Прождав понапрасну немало времени Патрикия, Афиноген послал к нему новое приглашение через старшину Борской слободы, Ивана Кондратьевича, которому также сказал про себя, что он епископ Лука, находившийся при императоре Иоанне. Но и на этот раз в письме посланном в Зыбкую, он не называл себя архиереем, на некоторое время «хотя (оставаться), как писал он, под образом прикровенным, страха ради от лжебратии, и ради своих же».

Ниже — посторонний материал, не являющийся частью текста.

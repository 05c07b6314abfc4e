/// Rotation state and the per-frame model transform
use nalgebra::{Matrix4, Rotation3, Vector3};

use crate::geometry::{Mesh, Vertex};

/// Rotation state around three axes (in degrees)
#[derive(Debug, Clone, Copy, PartialEq, Default)]
pub struct RotationState {
    pub about_x: f32,
    pub about_y: f32,
    pub about_z: f32,
}

impl RotationState {
    pub fn new(about_x: f32, about_y: f32, about_z: f32) -> Self {
        Self {
            about_x,
            about_y,
            about_z,
        }
    }

    pub fn zero() -> Self {
        Self::default()
    }

    /// Rotate by delta amounts (in degrees). No wrapping is applied.
    #[must_use]
    pub fn rotated(self, dx: f32, dy: f32, dz: f32) -> Self {
        Self {
            about_x: self.about_x + dx,
            about_y: self.about_y + dy,
            about_z: self.about_z + dz,
        }
    }
}

/// Output surface dimensions in surface units (pixels for a canvas).
#[derive(Debug, Clone, Copy, PartialEq)]
pub struct Viewport {
    pub width: f32,
    pub height: f32,
}

impl Viewport {
    pub fn new(width: f32, height: f32) -> Self {
        Self { width, height }
    }

    pub fn center(&self) -> (f32, f32) {
        (self.width / 2.0, self.height / 2.0)
    }
}

impl Default for Viewport {
    fn default() -> Self {
        Self::new(800.0, 600.0)
    }
}

/// Transform builder for the frame's model matrix
pub struct Transform;

impl Transform {
    /// Rotation about a principal axis, in degrees.
    fn axis_rotation(axis: Vector3<f32>, degrees: f32) -> Matrix4<f32> {
        Rotation3::new(axis * degrees.to_radians()).to_homogeneous()
    }

    /// Create a rotation matrix from a rotation state.
    ///
    /// Applied as X, then Y, then Z in the already-rotated frame:
    /// `Rx * Ry * Rz` acting on column vectors.
    pub fn rotation_matrix(rotation: &RotationState) -> Matrix4<f32> {
        let rx = Self::axis_rotation(Vector3::x(), rotation.about_x);
        let ry = Self::axis_rotation(Vector3::y(), rotation.about_y);
        let rz = Self::axis_rotation(Vector3::z(), rotation.about_z);

        rx * ry * rz
    }

    /// Create a translation matrix
    pub fn translation_matrix(x: f32, y: f32, z: f32) -> Matrix4<f32> {
        Matrix4::new_translation(&Vector3::new(x, y, z))
    }

    /// Combined frame transform `T(center) * Rx * Ry * Rz`.
    pub fn frame_matrix(rotation: &RotationState, viewport: &Viewport) -> Matrix4<f32> {
        let (cx, cy) = viewport.center();
        Self::translation_matrix(cx, cy, 0.0) * Self::rotation_matrix(rotation)
    }
}

/// Apply the frame transform to every vertex of `mesh`.
///
/// The result has the same length and order as `mesh.vertices()`; the mesh
/// itself is left untouched.
pub fn transform_vertices(
    mesh: &Mesh,
    rotation: &RotationState,
    viewport: &Viewport,
) -> Vec<Vertex> {
    let matrix = Transform::frame_matrix(rotation, viewport);
    mesh.vertices()
        .iter()
        .map(|v| matrix.transform_point(v))
        .collect()
}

Патрикий, получив это письмо, сказал Ивану Кондратьевичу, что уж послано в Москву и Петербург для удостоверения в истине сказываемого Афиногеном, а до получения оттуда верных сведений ни он, ни стародубляне его согласия не предпримут ничего решительного. Как скоро Афиноген узнал, что старообрядцы, жившие в Стародубье, не так легковерны, как он полагал, то, ожидая, что справки о нем будут вовсе не в его пользу, уехал из Борской слободы. Находясь уже в Яссах, он послал в Зыбкую к отцу Патрикию своего старца Митрофана с новым пригласительным письмом, в котором уже называл себя епископом. Настоятельно просил он Патрикия, а также уставщика Григория Яковлевича и других из стародубской братии приехать к нему, чтобы получить от него архиерейскую хиротонию, «дабы тем восстановить чин церковный и не быти от иноверных в том поругании, в котором даже доныне пребываем». Пользуясь покровительством господаря, Афиноген уже не опасался за свою личность и просил Патрикия, прочитав публично его послание, разослать «точно списанное без прибавки и убавки в великороссийские грады, дабы чтущие и слышащие оное прославляли бога, творящаго дивная и ужасная, великая же и славная».

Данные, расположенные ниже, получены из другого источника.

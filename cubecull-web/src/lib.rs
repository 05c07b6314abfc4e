/// CubeCull Web - canvas 2D host for the cube renderer
///
/// The page owns the timer and keyboard listeners and forwards them here:
///
/// ```js
/// const renderer = new WebRenderer("canvas");
/// setInterval(() => { renderer.tick(); renderer.render(); }, renderer.tick_ms());
/// addEventListener("keydown", (e) => { renderer.key(e.code); renderer.render(); });
/// ```
use cubecull_core::{
    apply_command, render_frame, AnimationParams, AnimationState, Command, Mesh, RenderParams,
    Rgba, Surface, Viewport,
};
use nalgebra::Point2;
use tracing::debug;
use wasm_bindgen::prelude::*;
use wasm_bindgen::JsCast;
use web_sys::{CanvasRenderingContext2d, HtmlCanvasElement};

/// CSS colour string for a canvas fill or stroke style.
pub fn css_color(color: Rgba) -> String {
    if color.a == 255 {
        format!("rgb({}, {}, {})", color.r, color.g, color.b)
    } else {
        format!(
            "rgba({}, {}, {}, {:.3})",
            color.r,
            color.g,
            color.b,
            f32::from(color.a) / 255.0
        )
    }
}

/// `Surface` over a 2D canvas context.
pub struct CanvasSurface {
    context: CanvasRenderingContext2d,
    width: f64,
    height: f64,
}

impl CanvasSurface {
    pub fn new(context: CanvasRenderingContext2d, width: f64, height: f64) -> Self {
        Self {
            context,
            width,
            height,
        }
    }
}

impl Surface for CanvasSurface {
    fn fill_background(&mut self, color: Rgba) {
        self.context.set_fill_style_str(&css_color(color));
        self.context.fill_rect(0.0, 0.0, self.width, self.height);
    }

    fn draw_polygon(&mut self, points: &[Point2<f32>], fill: Rgba, outline: Rgba) {
        let Some((first, rest)) = points.split_first() else {
            return;
        };
        let ctx = &self.context;
        ctx.begin_path();
        ctx.move_to(f64::from(first.x), f64::from(first.y));
        for p in rest {
            ctx.line_to(f64::from(p.x), f64::from(p.y));
        }
        ctx.close_path();

        ctx.set_fill_style_str(&css_color(fill));
        ctx.fill();
        ctx.set_stroke_style_str(&css_color(outline));
        ctx.stroke();
    }
}

#[wasm_bindgen]
pub struct WebRenderer {
    mesh: Mesh,
    state: AnimationState,
    render_params: RenderParams,
    animation: AnimationParams,
    canvas: HtmlCanvasElement,
    surface: CanvasSurface,
}

#[wasm_bindgen]
impl WebRenderer {
    /// Attach to the canvas element with id `canvas_id`.
    #[wasm_bindgen(constructor)]
    pub fn new(canvas_id: &str) -> Result<WebRenderer, JsValue> {
        let document = web_sys::window()
            .and_then(|w| w.document())
            .ok_or_else(|| JsValue::from_str("no document available"))?;
        let canvas: HtmlCanvasElement = document
            .get_element_by_id(canvas_id)
            .ok_or_else(|| JsValue::from_str(&format!("no element with id '{canvas_id}'")))?
            .dyn_into()
            .map_err(|_| JsValue::from_str(&format!("'{canvas_id}' is not a canvas")))?;
        let context: CanvasRenderingContext2d = canvas
            .get_context("2d")?
            .ok_or_else(|| JsValue::from_str("2d context unavailable"))?
            .dyn_into()
            .map_err(|_| JsValue::from_str("unexpected 2d context type"))?;

        let animation = AnimationParams::default();
        let surface = CanvasSurface::new(
            context,
            f64::from(canvas.width()),
            f64::from(canvas.height()),
        );

        Ok(WebRenderer {
            mesh: Mesh::cube(animation.half_extent),
            state: AnimationState::default(),
            render_params: RenderParams::default(),
            animation,
            canvas,
            surface,
        })
    }

    /// Timer period the page should use, in milliseconds.
    pub fn tick_ms(&self) -> u32 {
        u32::try_from(self.animation.tick_interval.as_millis()).unwrap_or(u32::MAX)
    }

    /// Advance one animation tick.
    pub fn tick(&mut self) {
        self.state = self.state.tick(&self.animation);
    }

    /// Apply a key by `KeyboardEvent.code` or `.key`. Returns whether it was bound.
    pub fn key(&mut self, name: &str) -> bool {
        match Command::from_key_name(name) {
            Some(command) => {
                self.state = apply_command(command, self.state, &self.animation);
                debug!(?command, "key command");
                true
            }
            None => false,
        }
    }

    pub fn is_running(&self) -> bool {
        self.state.running
    }

    /// Resize the backing canvas.
    pub fn resize(&mut self, width: u32, height: u32) {
        self.canvas.set_width(width);
        self.canvas.set_height(height);
        self.surface.width = f64::from(width);
        self.surface.height = f64::from(height);
    }

    /// Draw one frame at the current rotation.
    pub fn render(&mut self) {
        #[allow(clippy::cast_possible_truncation)]
        let viewport = Viewport::new(self.surface.width as f32, self.surface.height as f32);
        render_frame(
            &mut self.surface,
            &self.mesh,
            &self.state.rotation,
            &viewport,
            &self.render_params,
        );
    }
}

#[cfg(test)]
mod tests {
    use super::*;

    #[test]
    fn test_css_color() {
        assert_eq!(css_color(Rgba::BLACK), "rgb(0, 0, 0)");
        assert_eq!(
            css_color(Rgba::opaque(0, 255, 0).with_alpha(0)),
            "rgba(0, 255, 0, 0.000)"
        );
        assert_eq!(
            css_color(Rgba::opaque(255, 0, 0).with_alpha(51)),
            "rgba(255, 0, 0, 0.200)"
        );
    }
}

Но не пришлось Патрикию рассылать письма афиногеновы по городам Великой России. Коломенцы воротились в Стародубье и привезли об Афиногене нехорошие вести: он оказался самозванцем.

Случилось посланному из Стародубья ехать в Петербург вместе с одним офицером. Они разговорились, и коломенский купец узнал от него, что он отвозил императора Иоанна. Тогда, заклиная офицера богом живым, купец просил сказать ему, был ли сослан с Иоанном кто-либо из духовного чина. Офицер с клятвою уверил купца, что никого из духовных тут не было. Добравшись до Петербурга, стародубский посланец отыскал брата встретившегося с ним офицера и его тоже расспрашивал. И тот сказал, что действительно брат его был послан при Иоанне, но духовного чина при нем не было. А из Москвы были получены известия еще хуже. Там сведали и в делах синодальной конторы выправили, что Афиноген не Афиноген и не Лука, не епископ и даже не поп, а иеродьякон Амвросий, бывший в Новом Иерусалиме ключарем, растративший монастырское имущество и, из опасения законного наказания, убежавший к зарубежным раскольникам.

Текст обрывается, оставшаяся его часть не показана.